3 Custom Google Analytics Engagement Reports for Travel Bloggers

by Guest Post on December 13, 2011

in Analytics

Blog marketing is data driven. You should be analysing your web analytics a few times per week to assess your site’s strengths and focusing your energy on maximising your desired outcomes.

Google Analytics is awesome; the development team has been rolling out excellent features in the past few months. Unfortunately, for those new to the platform, it might be confusing. Here are some custom reports to assist you with analysing your data.

These reports are purely focused on analysing the engagement of your website visitors; this should be complementary with website goal analysis (contact form, PDF downloads, membership sign up etc).

REPORT 1: What Content Performs The Best?

The term ‘content is king’ is as prevalent as ever and with recent algorithm changes to Google, the search engine is better understanding personalise search intent. Google can tell the difference between a crappy blog post that was uninspiring and an amazing piece of informative visual content.

One of the best ways to measure the performance of a piece of content is to look at the user engagement of the post by new website entrances. The following custom report will outline what content (both my page title and URL) draws people in and their level of engagement.

Content Source Diagnosis

Content Source Diagnosis

The visitor metrics are

  • Entrances outlines the number of website visitors that entered your website through this page
  • % New visits is the ratio new visitors to returning visitors

The Engagement metrics are

  • Bounce Rate is the number of visitors (as a percentage) that will hit your blog post and then leave straight away
  • Average time on page measures the length of time in seconds a visitor stayed on a page
  • Pages/visit is a metric that measures the engagement of a user over your entire website

What Should I Be Looking For?

Find the pages which have a low bounce rate, and high average time on page – these are your pages which are performing well.
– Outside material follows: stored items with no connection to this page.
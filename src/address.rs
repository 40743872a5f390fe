// src/address.rs

//! Content addresses derived from a digest and a symbolic name
//!
//! A [`StoreAddress`] pins down one location in the external store:
//! identical content always derives the identical address, no matter when
//! or how it was fetched. Addresses are computed here and only here;
//! callers never assemble one by hand.

use crate::digest::{Digest, HashKind};
use crate::error::{Error, Result};
use crate::store::StoreClient;
use std::fmt;
use std::str::FromStr;

/// A content address: digest + symbolic name + flat/recursive mode
///
/// Two addresses are equal iff all three fields are equal. The on-disk
/// store path grammar belongs to the store backend; rendering a real path
/// goes through [`StoreClient::render_fixed_path`]. The textual form
/// produced by [`Display`](fmt::Display) is quarry's own
/// `mode:kind:base32:name` spelling and round-trips through [`FromStr`].
#[derive(Debug, Clone, PartialEq, Eq, Hash)]
pub struct StoreAddress {
    digest: Digest,
    name: String,
    recursive: bool,
}

impl StoreAddress {
    /// Derive the address for `digest` registered under `name`
    pub fn compute(digest: Digest, name: impl Into<String>, recursive: bool) -> Self {
        Self {
            digest,
            name: name.into(),
            recursive,
        }
    }

    /// The content digest
    #[inline]
    pub fn digest(&self) -> &Digest {
        &self.digest
    }

    /// The symbolic store name
    #[inline]
    pub fn name(&self) -> &str {
        &self.name
    }

    /// Whether the address covers a whole tree (recursive) or one file
    #[inline]
    pub fn recursive(&self) -> bool {
        self.recursive
    }

    /// Render the store path for this address via the store backend
    ///
    /// Possibly a slow external call, not a local string format.
    pub fn render(&self, store: &dyn StoreClient) -> Result<String> {
        store.render_fixed_path(&self.digest, &self.name, self.recursive)
    }

    /// Ask the store whether this address is already registered
    pub fn is_registered(&self, store: &dyn StoreClient) -> Result<bool> {
        let path = self.render(store)?;
        store.is_valid(&path)
    }
}

impl fmt::Display for StoreAddress {
    fn fmt(&self, f: &mut fmt::Formatter<'_>) -> fmt::Result {
        write!(
            f,
            "{}:{}:{}:{}",
            if self.recursive { "r" } else { "flat" },
            self.digest.kind(),
            self.digest.to_base32(),
            self.name
        )
    }
}

impl FromStr for StoreAddress {
    type Err = Error;

    fn from_str(s: &str) -> Result<Self> {
        let mut parts = s.splitn(4, ':');
        let (mode, kind, value, name) = match (parts.next(), parts.next(), parts.next(), parts.next()) {
            (Some(mode), Some(kind), Some(value), Some(name)) => (mode, kind, value, name),
            _ => {
                return Err(Error::MalformedDigest(format!(
                    "store address must have four `:`-separated fields: {s}"
                )));
            }
        };
        let recursive = match mode {
            "r" => true,
            "flat" => false,
            _ => {
                return Err(Error::MalformedDigest(format!(
                    "store address mode must be `r` or `flat`: {s}"
                )));
            }
        };
        let kind: HashKind = kind.parse()?;
        let digest = Digest::from_base32(kind, value)?;
        Ok(Self::compute(digest, name, recursive))
    }
}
Ask yourself, what did I do different when writing the content of these pages?

Now find a high performing page and click on it, we’ll take a look at the sources and mediums which have sent traffic to this site.

Content Source Diagnosis 2

Content Source Diagnosis

Here’s an overview of traffic to my homepage and it appears that traffic from Facebook and Twitter have a very low bounce rate (high engagement) and Twitter traffic has a very high average time on page.

Third Level Deep

This custom report will allow you to dig onto the third level to obtain organic search traffic which will allow you to access the success of your best content pages right down to the keyword level!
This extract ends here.